I throw lifestyle in there because so many people say: “I don’t have time to cook” or “I don’t like cooking for myself” or “I don’t know how” or “It’s too expensive”. There is only one of those reasons I would ever half accept: not knowing how. There are so many fruit, vegetables, cuts of meat, fish and herbs available that, understandably, starting out can be a bit overwhelming, especially if you haven’t grown up with cooking. However, healthy nutrition is SO important that there is no way around it. Build up your knowledge from anything you may know a little about, base veg like potatoes and carrots or just have a look at what is in season. In season veg are not only going to be cheaper but will also taste better than veg which is artificially grown and pumped full of water and artificial nutrients. In the longterm everything you eat leaves its traces in your body and I am not just talking about fat. Think about it logically: good produce that is good for your body costs money, so there is a reason the ready meals are cheap.
On the other hand, eating healthy doesn’t have to cost the world. This takes me onto the points “It’s too expensive” and “I don’t like cooking for myself”. Too expensive(?): buy the things that can hold for several weeks (potatoes or onions for example) in bulk, make sure you store them right and it will give you a cost saving basis to build your meals from. Also, fresh food markets can be cheaper than your regular supermarket: no import cost. The same thing goes for cooking for yourself: don’t want to be doing it every night, then cooking in bulk and freeze. You can make your own ready meals for the week, that will be exactly how you want them, cheaper (if you buy smart) and 100% more healthy.
So then we get to the final point: “I don’t have time to cook.” Considering the previous points that I made: you should take time to cook! However, if you need more convincing: I would argue you can cook most standard meals in about 30 minutes. That’s quicker and more healthy than ordering takeaway, most ready meals take around the same time too.

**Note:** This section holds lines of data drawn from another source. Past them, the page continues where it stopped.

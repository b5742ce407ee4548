//! Reducer for the tabs tray.

use indexmap::IndexMap;

use crate::store::{Reducer, ReducerError};

use super::action::TrayAction;
use super::state::{Mode, TrayState};

/// Reducer for tray state transitions.
///
/// Pure. Sharing and closing tabs are side effects left to middleware and
/// the caller; their actions pass through unchanged.
#[derive(Debug, Default, Clone, Copy)]
pub struct TrayReducer;

impl TrayReducer {
    pub fn reduce(state: &TrayState, action: TrayAction) -> TrayState {
        match action {
            TrayAction::EnterSelectMode => TrayState {
                mode: Mode::Select(IndexMap::new()),
                ..state.clone()
            },

            TrayAction::ExitSelectMode => TrayState {
                mode: Mode::Normal,
                ..state.clone()
            },

            TrayAction::AddSelectTab(tab) => {
                let mut selection: IndexMap<_, _> = state
                    .mode
                    .selected_tabs()
                    .map(|t| (t.id.clone(), t.clone()))
                    .collect();
                // A re-added tab keeps its original position.
                selection.insert(tab.id.clone(), tab);
                TrayState {
                    mode: Mode::Select(selection),
                    ..state.clone()
                }
            }

            TrayAction::RemoveSelectTab(tab) => {
                let selection: IndexMap<_, _> = state
                    .mode
                    .selected_tabs()
                    .filter(|t| t.id != tab.id)
                    .map(|t| (t.id.clone(), t.clone()))
                    .collect();
                let mode = if selection.is_empty() {
                    Mode::Normal
                } else {
                    Mode::Select(selection)
                };
                TrayState {
                    mode,
                    ..state.clone()
                }
            }

            TrayAction::PageSelected(page) => TrayState {
                selected_page: page,
                ..state.clone()
            },

            TrayAction::SyncNow => TrayState {
                syncing: true,
                ..state.clone()
            },

            TrayAction::SyncCompleted => TrayState {
                syncing: false,
                ..state.clone()
            },

            TrayAction::UpdateInactiveExpanded(expanded) => TrayState {
                inactive_tabs_expanded: expanded,
                ..state.clone()
            },

            TrayAction::UpdateInactiveTabs(tabs) => TrayState {
                inactive_tabs: tabs.into(),
                ..state.clone()
            },

            TrayAction::UpdateNormalTabs(tabs) => TrayState {
                normal_tabs: tabs.into(),
                ..state.clone()
            },

            TrayAction::UpdatePrivateTabs(tabs) => TrayState {
                private_tabs: tabs.into(),
                ..state.clone()
            },

            TrayAction::UpdateSyncedTabs(tabs) => TrayState {
                synced_tabs: tabs.into(),
                ..state.clone()
            },

            TrayAction::UpdateSelectedTabId(tab_id) => TrayState {
                selected_tab_id: tab_id,
                ..state.clone()
            },

            TrayAction::TabAutoCloseDialogShown
            | TrayAction::ShareAllNormalTabs
            | TrayAction::ShareAllPrivateTabs
            | TrayAction::CloseAllNormalTabs
            | TrayAction::CloseAllPrivateTabs => state.clone(),
        }
    }
}

impl Reducer<TrayState, TrayAction> for TrayReducer {
    fn reduce(&self, state: &TrayState, action: TrayAction) -> Result<TrayState, ReducerError> {
        Ok(TrayReducer::reduce(state, action))
    }
}
//! Middleware chain for the dispatch pipeline.
//!
//! Middleware wraps dispatch like layers of an onion: the first registered
//! middleware sees the raw action first and finishes last.
//!
//! ```text
//! dispatch(a) ──→ A.pre ──→ B.pre ──→ reducer
//!                                       │
//!       A.post ←── B.post ←─────────────┘
//! ```

use std::cell::RefCell;
use std::sync::Arc;
use std::time::Instant;

use super::action::Action;
use super::engine::StoreHandle;
use super::error::DispatchError;
use super::reducer::Reducer;
use super::state::State;

/// A link in the dispatch chain.
///
/// A middleware may:
/// - pass the action unchanged to `next`
/// - transform it, or call `next` with a different action
/// - skip `next` entirely, which keeps the action from reaching the reducer
/// - call `next` more than once
///
/// Blocking work must not happen here. Spawn it and dispatch a follow-up
/// action through [`MiddlewareContext::store`] once it completes.
pub trait Middleware<S, A>: Send + Sync + 'static {
    /// Name used in logs and in [`DispatchError::Middleware`].
    fn name(&self) -> &'static str {
        std::any::type_name::<Self>()
    }

    fn handle(
        &self,
        ctx: &MiddlewareContext<'_, S, A>,
        next: &Next<'_, S, A>,
        action: A,
    ) -> Result<(), DispatchError>;
}

/// Bookkeeping for a single pipeline run.
///
/// Reductions land in `pending` and are only published by the store once the
/// whole chain returned `Ok`.
pub(crate) struct Pipeline<'a, S, A> {
    current: Arc<S>,
    pending: RefCell<Option<Arc<S>>>,
    reducer: &'a dyn Reducer<S, A>,
    handle: StoreHandle<S, A>,
}

impl<'a, S: 'static, A: 'static> Pipeline<'a, S, A> {
    pub(crate) fn new(
        current: Arc<S>,
        reducer: &'a dyn Reducer<S, A>,
        handle: StoreHandle<S, A>,
    ) -> Self {
        Self {
            current,
            pending: RefCell::new(None),
            reducer,
            handle,
        }
    }

    /// Run `action` through `chain` and return the state to publish, if the
    /// reducer ran at least once.
    pub(crate) fn run(
        &self,
        chain: &[Box<dyn Middleware<S, A>>],
        action: A,
    ) -> Result<Option<Arc<S>>, DispatchError> {
        let next = Next {
            pipeline: self,
            rest: chain,
        };
        next.call(action)?;
        Ok(self.pending.borrow_mut().take())
    }

    fn state(&self) -> Arc<S> {
        match self.pending.borrow().as_ref() {
            Some(pending) => Arc::clone(pending),
            None => Arc::clone(&self.current),
        }
    }

    fn reduce(&self, action: A) -> Result<(), DispatchError> {
        let base = self.state();
        let reduced = self.reducer.reduce(&base, action)?;
        *self.pending.borrow_mut() = Some(Arc::new(reduced));
        Ok(())
    }
}

/// Read access to the store from inside a middleware.
pub struct MiddlewareContext<'a, S, A> {
    pipeline: &'a Pipeline<'a, S, A>,
}

impl<S: 'static, A: 'static> MiddlewareContext<'_, S, A> {
    /// Current state as seen by this link.
    ///
    /// Before `next` returns this is the state the dispatch started from;
    /// afterwards it includes whatever the inner links reduced.
    pub fn state(&self) -> Arc<S> {
        self.pipeline.state()
    }

    /// Weak handle for scheduling follow-up dispatches.
    ///
    /// Dispatching through it while the chain is still running queues the
    /// action until the current dispatch has been published.
    pub fn store(&self) -> StoreHandle<S, A> {
        self.pipeline.handle.clone()
    }
}

/// Continuation to the rest of the chain; the innermost link is the reducer.
pub struct Next<'a, S, A> {
    pipeline: &'a Pipeline<'a, S, A>,
    rest: &'a [Box<dyn Middleware<S, A>>],
}

impl<S: 'static, A: 'static> Next<'_, S, A> {
    pub fn call(&self, action: A) -> Result<(), DispatchError> {
        match self.rest.split_first() {
            Some((head, rest)) => {
                let ctx = MiddlewareContext {
                    pipeline: self.pipeline,
                };
                let next = Next {
                    pipeline: self.pipeline,
                    rest,
                };
                head.handle(&ctx, &next, action)
            }
            None => self.pipeline.reduce(action),
        }
    }
}

/// Logs every action passing through the chain.
///
/// Emits a `debug` event with the action, whether the state changed and how
/// long the inner chain took; failures are logged at `warn`.
#[derive(Debug, Default, Clone, Copy)]
pub struct LoggingMiddleware;

impl LoggingMiddleware {
    pub fn new() -> Self {
        Self
    }
}

impl<S: State, A: Action> Middleware<S, A> for LoggingMiddleware {
    fn name(&self) -> &'static str {
        "logging"
    }

    fn handle(
        &self,
        ctx: &MiddlewareContext<'_, S, A>,
        next: &Next<'_, S, A>,
        action: A,
    ) -> Result<(), DispatchError> {
        let label = format!("{:?}", action);
        let before = ctx.state();
        let started = Instant::now();

        let result = next.call(action);

        let elapsed_us = started.elapsed().as_micros() as u64;
        match &result {
            Ok(()) => {
                let after = ctx.state();
                let changed = !Arc::ptr_eq(&before, &after) && *before != *after;
                tracing::debug!(action = %label, changed, elapsed_us, "Action dispatched");
            }
            Err(error) => {
                tracing::warn!(action = %label, error = %error, elapsed_us, "Action failed");
            }
        }
        result
    }
}
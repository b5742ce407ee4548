//! Subscriber registry and subscription tokens.

use std::sync::atomic::{AtomicBool, AtomicU64, Ordering};
use std::sync::{Arc, Weak};

use parking_lot::Mutex;
use tokio::sync::watch;

pub(crate) type Callback<S> = Box<dyn Fn(&Arc<S>) + Send + Sync>;

/// Runs work inside the owning store's dispatch critical section, so it is
/// ordered against every dispatch and its notification cycle.
pub(crate) trait DispatchGate: Send + Sync {
    fn serialize(&self, work: &mut dyn FnMut());
}

struct Subscriber<S> {
    id: u64,
    callback: Callback<S>,
    removed: AtomicBool,
    paused: AtomicBool,
}

impl<S> Subscriber<S> {
    fn is_active(&self) -> bool {
        !self.removed.load(Ordering::SeqCst) && !self.paused.load(Ordering::SeqCst)
    }
}

/// Ordered set of callbacks owned by a store.
pub(crate) struct SubscriberRegistry<S> {
    next_id: AtomicU64,
    entries: Mutex<Vec<Arc<Subscriber<S>>>>,
}

impl<S> SubscriberRegistry<S> {
    pub(crate) fn new() -> Self {
        Self {
            next_id: AtomicU64::new(1),
            entries: Mutex::new(Vec::new()),
        }
    }

    pub(crate) fn register(
        self: &Arc<Self>,
        callback: Callback<S>,
        latest: watch::Receiver<Arc<S>>,
        gate: Weak<dyn DispatchGate>,
    ) -> Subscription<S> {
        let subscriber = Arc::new(Subscriber {
            id: self.next_id.fetch_add(1, Ordering::Relaxed),
            callback,
            removed: AtomicBool::new(false),
            paused: AtomicBool::new(false),
        });
        self.entries.lock().push(Arc::clone(&subscriber));

        Subscription {
            registry: Arc::downgrade(self),
            subscriber,
            latest,
            gate,
        }
    }

    /// Deliver `state` to every active subscriber, in registration order.
    ///
    /// Works on a copy of the list so callbacks may subscribe or unsubscribe
    /// without deadlocking; the per-subscriber flags make removal effective
    /// immediately, even for the rest of this cycle.
    pub(crate) fn notify(&self, state: &Arc<S>) {
        let snapshot: Vec<Arc<Subscriber<S>>> = self.entries.lock().clone();
        for subscriber in snapshot {
            if subscriber.is_active() {
                (subscriber.callback)(state);
            }
        }
    }

    pub(crate) fn len(&self) -> usize {
        self.entries.lock().len()
    }

    fn remove(&self, id: u64) {
        self.entries.lock().retain(|s| s.id != id);
    }
}

/// Token returned by [`Store::subscribe`](super::Store::subscribe).
///
/// Owns only the callback registration, never the store. Dropping it leaves
/// the callback registered; call [`unsubscribe`](Self::unsubscribe) on
/// teardown.
pub struct Subscription<S> {
    registry: Weak<SubscriberRegistry<S>>,
    subscriber: Arc<Subscriber<S>>,
    latest: watch::Receiver<Arc<S>>,
    gate: Weak<dyn DispatchGate>,
}

impl<S> Subscription<S> {
    pub fn id(&self) -> u64 {
        self.subscriber.id
    }

    /// Permanently deregister the callback. Calling it again is a no-op.
    pub fn unsubscribe(&self) {
        if self.subscriber.removed.swap(true, Ordering::SeqCst) {
            return;
        }
        if let Some(registry) = self.registry.upgrade() {
            registry.remove(self.subscriber.id);
        }
        tracing::debug!(subscriber = self.subscriber.id, "Subscriber removed");
    }

    /// Stop delivering states without deregistering.
    pub fn pause(&self) {
        self.subscriber.paused.store(true, Ordering::SeqCst);
    }

    /// Resume delivery and immediately hand the callback the current state.
    ///
    /// Waits for a dispatch running on another thread to finish, so the
    /// catch-up state is never older than one already delivered. Does
    /// nothing once unsubscribed.
    pub fn resume(&self) {
        let mut catch_up = || {
            if self.subscriber.removed.load(Ordering::SeqCst) {
                return;
            }
            if self.subscriber.paused.swap(false, Ordering::SeqCst) {
                let current = Arc::clone(&*self.latest.borrow());
                (self.subscriber.callback)(&current);
            }
        };

        match self.gate.upgrade() {
            Some(gate) => gate.serialize(&mut catch_up),
            // Store is gone, nothing can dispatch concurrently.
            None => catch_up(),
        }
    }

    /// Whether the callback currently receives states.
    pub fn is_active(&self) -> bool {
        self.subscriber.is_active()
    }
}
//! Error types for the dispatch pipeline.

use thiserror::Error;

/// Errors a reducer may report for an action it cannot apply.
///
/// Reducers normally treat bad payloads as no-ops. These variants exist for
/// actions whose contract requires the referenced entity to exist.
#[derive(Debug, Clone, PartialEq, Eq, Error)]
pub enum ReducerError {
    #[error("{action} references unknown {entity} '{id}'")]
    MissingEntity {
        action: &'static str,
        entity: &'static str,
        id: String,
    },

    #[error("Invalid action: {0}")]
    Invalid(String),
}

/// Errors returned from [`Store::dispatch`](super::Store::dispatch).
///
/// `Reducer` and `Middleware` failures leave the stored state unchanged and
/// notify nobody. `NestedDispatchOverflow` is different: see its docs.
#[derive(Debug, Error)]
pub enum DispatchError {
    #[error("Reducer rejected action: {0}")]
    Reducer(#[from] ReducerError),

    #[error("Middleware '{middleware}' failed: {source}")]
    Middleware {
        middleware: &'static str,
        #[source]
        source: Box<dyn std::error::Error + Send + Sync>,
    },

    /// More than `limit` follow-up dispatches were queued while one outer
    /// dispatch was draining. The limit counts follow-ups in total, not
    /// recursion depth.
    ///
    /// The outer action and the first `limit` follow-ups were already
    /// published and notified; only the rest of the queue was discarded.
    /// Retrying the outer action applies it again.
    #[error("More than {limit} follow-up dispatches queued by one dispatch; remaining queue discarded")]
    NestedDispatchOverflow { limit: usize },

    #[error("Store has been dropped")]
    StoreClosed,
}

impl DispatchError {
    /// Wrap an arbitrary error raised inside a middleware.
    pub fn middleware<E>(middleware: &'static str, source: E) -> Self
    where
        E: Into<Box<dyn std::error::Error + Send + Sync>>,
    {
        DispatchError::Middleware {
            middleware,
            source: source.into(),
        }
    }
}
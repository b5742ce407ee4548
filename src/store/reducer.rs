//! Reducer trait for the store.

use super::error::ReducerError;

/// Reducer transforms state based on actions.
///
/// The reducer is the only place where state transitions happen.
/// It must be a pure function: (State, Action) -> State.
///
/// Any `Fn(&S, A) -> Result<S, ReducerError>` closure is a reducer, so a
/// store can be built from a plain function as well as from a dedicated type.
pub trait Reducer<S, A>: Send + Sync + 'static {
    /// Process an action and return the new state.
    ///
    /// Returning an error aborts the dispatch: the stored state stays as it
    /// was and no subscriber is notified.
    fn reduce(&self, state: &S, action: A) -> Result<S, ReducerError>;
}

impl<S, A, F> Reducer<S, A> for F
where
    F: Fn(&S, A) -> Result<S, ReducerError> + Send + Sync + 'static,
{
    fn reduce(&self, state: &S, action: A) -> Result<S, ReducerError> {
        self(state, action)
    }
}
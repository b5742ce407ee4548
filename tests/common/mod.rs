//! Shared test utilities.

#![allow(dead_code, unused_imports)]

use parking_lot::Mutex;
use std::path::PathBuf;
use std::sync::Arc;
use tempfile::TempDir;

use traystore::store::{
    DispatchError, Middleware, MiddlewareContext, Next, State, Store, Subscription,
};
use traystore::tray::{Tab, TabId, TrayAction, TrayState};

pub type EventLog = Arc<Mutex<Vec<String>>>;

pub fn event_log() -> EventLog {
    Arc::new(Mutex::new(Vec::new()))
}

/// Tab with a fixed, readable id.
pub fn tab(id: &str) -> Tab {
    Tab::new(format!("https://{}.example", id), id.to_uppercase()).with_id(TabId::new(id))
}

/// Create a temporary config file with the given TOML content.
pub fn temp_config(content: &str) -> (TempDir, PathBuf) {
    let temp_dir = TempDir::new().expect("Failed to create temp dir");
    let config_path = temp_dir.path().join("config.toml");
    std::fs::write(&config_path, content).expect("Failed to write config");
    (temp_dir, config_path)
}

/// Subscribe a callback that records every published snapshot.
pub fn record_states<S: State, A: traystore::store::Action>(
    store: &Store<S, A>,
) -> (Subscription<S>, Arc<Mutex<Vec<Arc<S>>>>) {
    let seen = Arc::new(Mutex::new(Vec::new()));
    let sink = Arc::clone(&seen);
    let subscription = store.subscribe(move |state| sink.lock().push(Arc::clone(state)));
    (subscription, seen)
}

// -- Middleware spies ---------------------------------------------------------

/// Records `<name>:pre` and `<name>:post` around the rest of the chain.
pub struct Tracer {
    pub name: &'static str,
    pub log: EventLog,
}

impl<S: State, A: traystore::store::Action> Middleware<S, A> for Tracer {
    fn name(&self) -> &'static str {
        self.name
    }

    fn handle(
        &self,
        _ctx: &MiddlewareContext<'_, S, A>,
        next: &Next<'_, S, A>,
        action: A,
    ) -> Result<(), DispatchError> {
        self.log.lock().push(format!("{}:pre", self.name));
        let result = next.call(action);
        self.log.lock().push(format!("{}:post", self.name));
        result
    }
}

pub fn tray_store_with(
    middleware: Vec<Box<dyn Middleware<TrayState, TrayAction>>>,
) -> Store<TrayState, TrayAction> {
    traystore::tray::tray_store(TrayState::default(), middleware)
}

So lets talk about putting together a dish. I won’t go into the details of ingredients, instead I want to talk to you about what you should keep in mind: your palate. There are 5 main taste sensations which we feel and you should try to balance them in your dishes. The 5 sensations are: Bitterness (back of your tongue), Salty (middle sides of tongue), Sweetness (tip of tongue), Sour (in between Sweet and Salty) and the fifth Umami (down the middle of the tongue). Umami is a moreish savoury flavour, if you’re interested to know more read up about it.
What I want to finish on is just a summary of the above: don’t be scared to explore food, it doesn’t have to look fancy (like on so many social media accounts), make the time for it because it’s your health we’re talking about and last but not least play with your food!